### About this exercise
The data must be returned in full, with no character altered.

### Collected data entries
==========
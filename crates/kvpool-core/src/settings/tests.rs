//! Tests for configuration providers

use indoc::indoc;
use pretty_assertions::assert_eq;

use super::*;

#[test]
fn test_map_config_typed_getters() {
    let config = MapConfig::new()
        .with("redis.names", "main, cache2")
        .with("redis.main.port", "6380")
        .with("redis.main.validate_on_borrow", "no");

    assert_eq!(config.get_string_or("redis.names", "main"), "main, cache2");
    assert_eq!(config.get_string_or("redis.other", "fallback"), "fallback");
    assert_eq!(config.get_parsed_or("redis.main.port", 6379u16).unwrap(), 6380);
    assert_eq!(config.get_parsed_or("redis.cache2.port", 6379u16).unwrap(), 6379);
    assert!(!config.get_bool_or("redis.main.validate_on_borrow", true).unwrap());
    assert!(config.get_bool_or("redis.cache2.validate_on_borrow", true).unwrap());
}

#[test]
fn test_unparsable_value_is_an_error() {
    let config = MapConfig::new().with("redis.main.port", "not-a-port");
    let err = config.get_parsed_or("redis.main.port", 6379u16).unwrap_err();
    assert!(matches!(err, KvError::Configuration(msg) if msg.contains("redis.main.port")));

    let config = MapConfig::new().with("flag", "maybe");
    assert!(config.get_bool_or("flag", false).is_err());
}

#[test]
fn test_map_config_from_iter() {
    let config: MapConfig = [("a.b", "1"), ("a.c", "2")].into_iter().collect();
    assert_eq!(config.len(), 2);
    assert_eq!(config.get_string("a.c").as_deref(), Some("2"));
}

#[test]
fn test_toml_config_flattens_tables() {
    let config = TomlConfig::from_str(indoc! {r#"
        [redis]
        names = "main,cache2"

        [redis.main]
        host = "10.0.0.5"
        port = 6380
        validate_on_borrow = false

        [redis.cache2]
        password = "s3cret"
    "#})
    .unwrap();

    assert_eq!(config.get_string("redis.names").as_deref(), Some("main,cache2"));
    assert_eq!(config.get_string("redis.main.host").as_deref(), Some("10.0.0.5"));
    assert_eq!(config.get_string("redis.main.port").as_deref(), Some("6380"));
    assert_eq!(
        config.get_string("redis.main.validate_on_borrow").as_deref(),
        Some("false")
    );
    assert_eq!(
        config.get_string("redis.cache2.password").as_deref(),
        Some("s3cret")
    );
    assert!(config.get_string("redis.cache2.host").is_none());
}

#[test]
fn test_toml_arrays_become_lists() {
    let config = TomlConfig::from_str(indoc! {r#"
        [redis]
        names = ["main", "sessions"]
    "#})
    .unwrap();

    assert_eq!(config.get_string("redis.names").as_deref(), Some("main,sessions"));
}

#[test]
fn test_toml_config_rejects_invalid_documents() {
    let err = TomlConfig::from_str("[redis\nnames = ").unwrap_err();
    assert!(matches!(err, KvError::Configuration(_)));
}

#[test]
fn test_toml_config_from_file() {
    let dir = tempfile::tempdir().unwrap();
    let path = dir.path().join("kvpool.toml");
    std::fs::write(&path, "[redis]\nnames = \"main\"\n").unwrap();

    let config = TomlConfig::from_file(&path).unwrap();
    assert_eq!(config.get_string("redis.names").as_deref(), Some("main"));

    let missing = TomlConfig::from_file(dir.path().join("missing.toml"));
    assert!(matches!(missing, Err(KvError::Io(_))));
}

#[test]
fn test_env_variable_names() {
    let env = EnvConfig::new("KVPOOL");
    assert_eq!(env.variable_name("redis.main.host"), "KVPOOL_REDIS_MAIN_HOST");
    assert_eq!(env.variable_name("redis.cache-2.port"), "KVPOOL_REDIS_CACHE_2_PORT");
    assert_eq!(EnvConfig::new("").variable_name("redis.names"), "REDIS_NAMES");
}

#[test]
fn test_env_config_reads_variables() {
    // SAFETY: the variable name is unique to this test.
    unsafe {
        std::env::set_var("KVPOOL_SETTINGS_TEST_REDIS_NAMES", "alpha,beta");
    }
    let env = EnvConfig::new("KVPOOL_SETTINGS_TEST");
    assert_eq!(env.get_string("redis.names").as_deref(), Some("alpha,beta"));
    assert!(env.get_string("redis.alpha.host").is_none());
}

#[test]
fn test_layered_config_first_layer_wins() {
    let overrides = MapConfig::new().with("redis.main.host", "override.local");
    let base = MapConfig::new()
        .with("redis.main.host", "base.local")
        .with("redis.main.port", "7000");

    let config = LayeredConfig::new().with_layer(overrides).with_layer(base);

    assert_eq!(config.len(), 2);
    assert_eq!(
        config.get_string("redis.main.host").as_deref(),
        Some("override.local")
    );
    assert_eq!(config.get_string("redis.main.port").as_deref(), Some("7000"));
    assert!(config.get_string("redis.names").is_none());
}

#[test]
fn test_parse_value_through_trait_object() {
    let config: Arc<dyn ConfigSource> = Arc::new(MapConfig::new().with("n", "12"));
    assert_eq!(parse_value(config.get_string("n"), "n", 0usize).unwrap(), 12);
    assert_eq!(config.get_parsed_or("missing", 3usize).unwrap(), 3);
}

#[test]
fn test_layered_config_debug_shows_layer_count() {
    let config = LayeredConfig::new()
        .with_layer(MapConfig::new())
        .with_layer(EnvConfig::new("KVPOOL_DEBUG_TEST"));
    assert_eq!(format!("{:?}", config), "LayeredConfig { layers: 2 }");
}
==========
### Answer
filename crates/kvpool-core/src/settings/tests.rs
//! Tests for configuration providers

use indoc::indoc;
use pretty_assertions::assert_eq;

use super::*;

#[test]
fn test_map_config_typed_getters() {
    let config = MapConfig::new()
        .with("redis.names", "main, cache2")
        .with("redis.main.port", "6380")
        .with("redis.main.validate_on_borrow", "no");

    assert_eq!(config.get_string_or("redis.names", "main"), "main, cache2");
    assert_eq!(config.get_string_or("redis.other", "fallback"), "fallback");
    assert_eq!(config.get_parsed_or("redis.main.port", 6379u16).unwrap(), 6380);
    assert_eq!(config.get_parsed_or("redis.cache2.port", 6379u16).unwrap(), 6379);
    assert!(!config.get_bool_or("redis.main.validate_on_borrow", true).unwrap());
    assert!(config.get_bool_or("redis.cache2.validate_on_borrow", true).unwrap());
}

#[test]
fn test_unparsable_value_is_an_error() {
    let config = MapConfig::new().with("redis.main.port", "not-a-port");
    let err = config.get_parsed_or("redis.main.port", 6379u16).unwrap_err();
    assert!(matches!(err, KvError::Configuration(msg) if msg.contains("redis.main.port")));

    let config = MapConfig::new().with("flag", "maybe");
    assert!(config.get_bool_or("flag", false).is_err());
}

#[test]
fn test_map_config_from_iter() {
    let config: MapConfig = [("a.b", "1"), ("a.c", "2")].into_iter().collect();
    assert_eq!(config.len(), 2);
    assert_eq!(config.get_string("a.c").as_deref(), Some("2"));
}

#[test]
fn test_toml_config_flattens_tables() {
    let config = TomlConfig::from_str(indoc! {r#"
        [redis]
        names = "main,cache2"

        [redis.main]
        host = "10.0.0.5"
        port = 6380
        validate_on_borrow = false

        [redis.cache2]
        password = "s3cret"
    "#})
    .unwrap();

    assert_eq!(config.get_string("redis.names").as_deref(), Some("main,cache2"));
    assert_eq!(config.get_string("redis.main.host").as_deref(), Some("10.0.0.5"));
    assert_eq!(config.get_string("redis.main.port").as_deref(), Some("6380"));
    assert_eq!(
        config.get_string("redis.main.validate_on_borrow").as_deref(),
        Some("false")
    );
    assert_eq!(
        config.get_string("redis.cache2.password").as_deref(),
        Some("s3cret")
    );
    assert!(config.get_string("redis.cache2.host").is_none());
}

#[test]
fn test_toml_arrays_become_lists() {
    let config = TomlConfig::from_str(indoc! {r#"
        [redis]
        names = ["main", "sessions"]
    "#})
    .unwrap();

    assert_eq!(config.get_string("redis.names").as_deref(), Some("main,sessions"));
}

#[test]
fn test_toml_config_rejects_invalid_documents() {
    let err = TomlConfig::from_str("[redis\nnames = ").unwrap_err();
    assert!(matches!(err, KvError::Configuration(_)));
}

#[test]
fn test_toml_config_from_file() {
    let dir = tempfile::tempdir().unwrap();
    let path = dir.path().join("kvpool.toml");
    std::fs::write(&path, "[redis]\nnames = \"main\"\n").unwrap();

    let config = TomlConfig::from_file(&path).unwrap();
    assert_eq!(config.get_string("redis.names").as_deref(), Some("main"));

    let missing = TomlConfig::from_file(dir.path().join("missing.toml"));
    assert!(matches!(missing, Err(KvError::Io(_))));
}

#[test]
fn test_env_variable_names() {
    let env = EnvConfig::new("KVPOOL");
    assert_eq!(env.variable_name("redis.main.host"), "KVPOOL_REDIS_MAIN_HOST");
    assert_eq!(env.variable_name("redis.cache-2.port"), "KVPOOL_REDIS_CACHE_2_PORT");
    assert_eq!(EnvConfig::new("").variable_name("redis.names"), "REDIS_NAMES");
}

#[test]
fn test_env_config_reads_variables() {
    // SAFETY: the variable name is unique to this test.
    unsafe {
        std::env::set_var("KVPOOL_SETTINGS_TEST_REDIS_NAMES", "alpha,beta");
    }
    let env = EnvConfig::new("KVPOOL_SETTINGS_TEST");
    assert_eq!(env.get_string("redis.names").as_deref(), Some("alpha,beta"));
    assert!(env.get_string("redis.alpha.host").is_none());
}

#[test]
fn test_layered_config_first_layer_wins() {
    let overrides = MapConfig::new().with("redis.main.host", "override.local");
    let base = MapConfig::new()
        .with("redis.main.host", "base.local")
        .with("redis.main.port", "7000");

    let config = LayeredConfig::new().with_layer(overrides).with_layer(base);

    assert_eq!(config.len(), 2);
    assert_eq!(
        config.get_string("redis.main.host").as_deref(),
        Some("override.local")
    );
    assert_eq!(config.get_string("redis.main.port").as_deref(), Some("7000"));
    assert!(config.get_string("redis.names").is_none());
}

#[test]
fn test_parse_value_through_trait_object() {
    let config: Arc<dyn ConfigSource> = Arc::new(MapConfig::new().with("n", "12"));
    assert_eq!(parse_value(config.get_string("n"), "n", 0usize).unwrap(), 12);
    assert_eq!(config.get_parsed_or("missing", 3usize).unwrap(), 3);
}

#[test]
fn test_layered_config_debug_shows_layer_count() {
    let config = LayeredConfig::new()
        .with_layer(MapConfig::new())
        .with_layer(EnvConfig::new("KVPOOL_DEBUG_TEST"));
    assert_eq!(format!("{:?}", config), "LayeredConfig { layers: 2 }");
}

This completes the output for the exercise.